→ ASSIGNED TASK
Work out how many lines in the entries below include the word "jitter", and give only that figure.

→ EXTRACTED RECORDS
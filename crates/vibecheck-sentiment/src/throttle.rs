//! Pacing and retry for reasoning backend calls.
//!
//! Every attempt, retries included, goes through [`InferenceThrottle::wait`]
//! so each call starts at least `min_interval` (plus jitter) after the
//! previous one finished.
//! [`infer_with_retry`] retries transient failures (timeouts, connect errors,
//! HTTP 429 and 5xx) with exponential back-off.

use std::time::Duration;

use tokio::sync::Mutex;
use tokio::time::Instant;

use crate::error::SentimentError;
use crate::reasoning::ReasoningBackend;

const MAX_BACKOFF_MS: u64 = 60_000;

/// Enforces a minimum randomized gap between inference calls.
#[derive(Debug)]
pub struct InferenceThrottle {
    min_interval: Duration,
    jitter: Duration,
    last_done: Mutex<Option<Instant>>,
}

impl InferenceThrottle {
    #[must_use]
    pub fn new(min_interval: Duration, jitter: Duration) -> Self {
        Self {
            min_interval,
            jitter,
            last_done: Mutex::new(None),
        }
    }

    /// No pacing at all. Used by tests and dry runs.
    #[must_use]
    pub fn disabled() -> Self {
        Self::new(Duration::ZERO, Duration::ZERO)
    }

    fn next_gap(&self) -> Duration {
        if self.jitter.is_zero() {
            return self.min_interval;
        }
        self.min_interval + self.jitter.mul_f64(rand::random::<f64>())
    }

    /// Sleep until the gap since the previous call finished has elapsed.
    /// Nothing is waited for before the first [`mark_done`](Self::mark_done).
    pub async fn wait(&self) {
        let last_done = self.last_done.lock().await;
        if let Some(previous) = *last_done {
            let ready_at = previous + self.next_gap();
            let now = Instant::now();
            if ready_at > now {
                tracing::debug!(
                    delay_ms = u64::try_from((ready_at - now).as_millis()).unwrap_or(u64::MAX),
                    "throttling inference"
                );
                tokio::time::sleep_until(ready_at).await;
            }
        }
    }

    /// Record that a call just finished, successfully or not.
    pub async fn mark_done(&self) {
        *self.last_done.lock().await = Some(Instant::now());
    }
}

/// Returns `true` for errors worth retrying after a back-off delay.
pub(crate) fn is_retriable(err: &SentimentError) -> bool {
    match err {
        SentimentError::Http(e) => {
            e.is_timeout() || e.is_connect() || e.status().is_some_and(|s| s.is_server_error())
        }
        SentimentError::InferenceStatus { status, .. } => *status == 429 || *status >= 500,
        SentimentError::UnsupportedPlatform { .. }
        | SentimentError::Extraction { .. }
        | SentimentError::Inference(_)
        | SentimentError::Parse(_)
        | SentimentError::Persistence { .. } => false,
    }
}

fn backoff_delay(attempt: u32, backoff_base_ms: u64) -> Duration {
    let computed = backoff_base_ms.saturating_mul(1u64 << (attempt - 1).min(10));
    let capped = computed.min(MAX_BACKOFF_MS);
    #[allow(
        clippy::cast_possible_truncation,
        clippy::cast_sign_loss,
        clippy::cast_precision_loss
    )]
    let delay_ms = (capped as f64 * (rand::random::<f64>() * 0.5 + 0.75)) as u64;
    Duration::from_millis(delay_ms.min(MAX_BACKOFF_MS))
}

/// Call `backend` with up to `max_retries` additional attempts on transient
/// errors. Back-off is `backoff_base_ms * 2^(attempt-1)` with ±25 % jitter,
/// capped at 60 s.
///
/// # Errors
///
/// Returns the last error once retries are exhausted, or the first
/// non-retriable error.
pub async fn infer_with_retry(
    backend: &dyn ReasoningBackend,
    throttle: &InferenceThrottle,
    prompt: &str,
    max_retries: u32,
    backoff_base_ms: u64,
) -> Result<String, SentimentError> {
    let mut attempt = 0u32;
    loop {
        throttle.wait().await;
        let result = backend.infer(prompt).await;
        throttle.mark_done().await;
        match result {
            Ok(reply) => return Ok(reply),
            Err(err) => {
                if !is_retriable(&err) || attempt >= max_retries {
                    return Err(err);
                }
                attempt += 1;
                let delay = backoff_delay(attempt, backoff_base_ms);
                tracing::warn!(
                    backend = backend.name(),
                    attempt,
                    max_retries,
                    delay_ms = u64::try_from(delay.as_millis()).unwrap_or(u64::MAX),
                    error = %err,
                    "transient inference error, retrying after back-off"
                );
                tokio::time::sleep(delay).await;
            }
        }
    }
}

→ RESULT OF THE TASK
7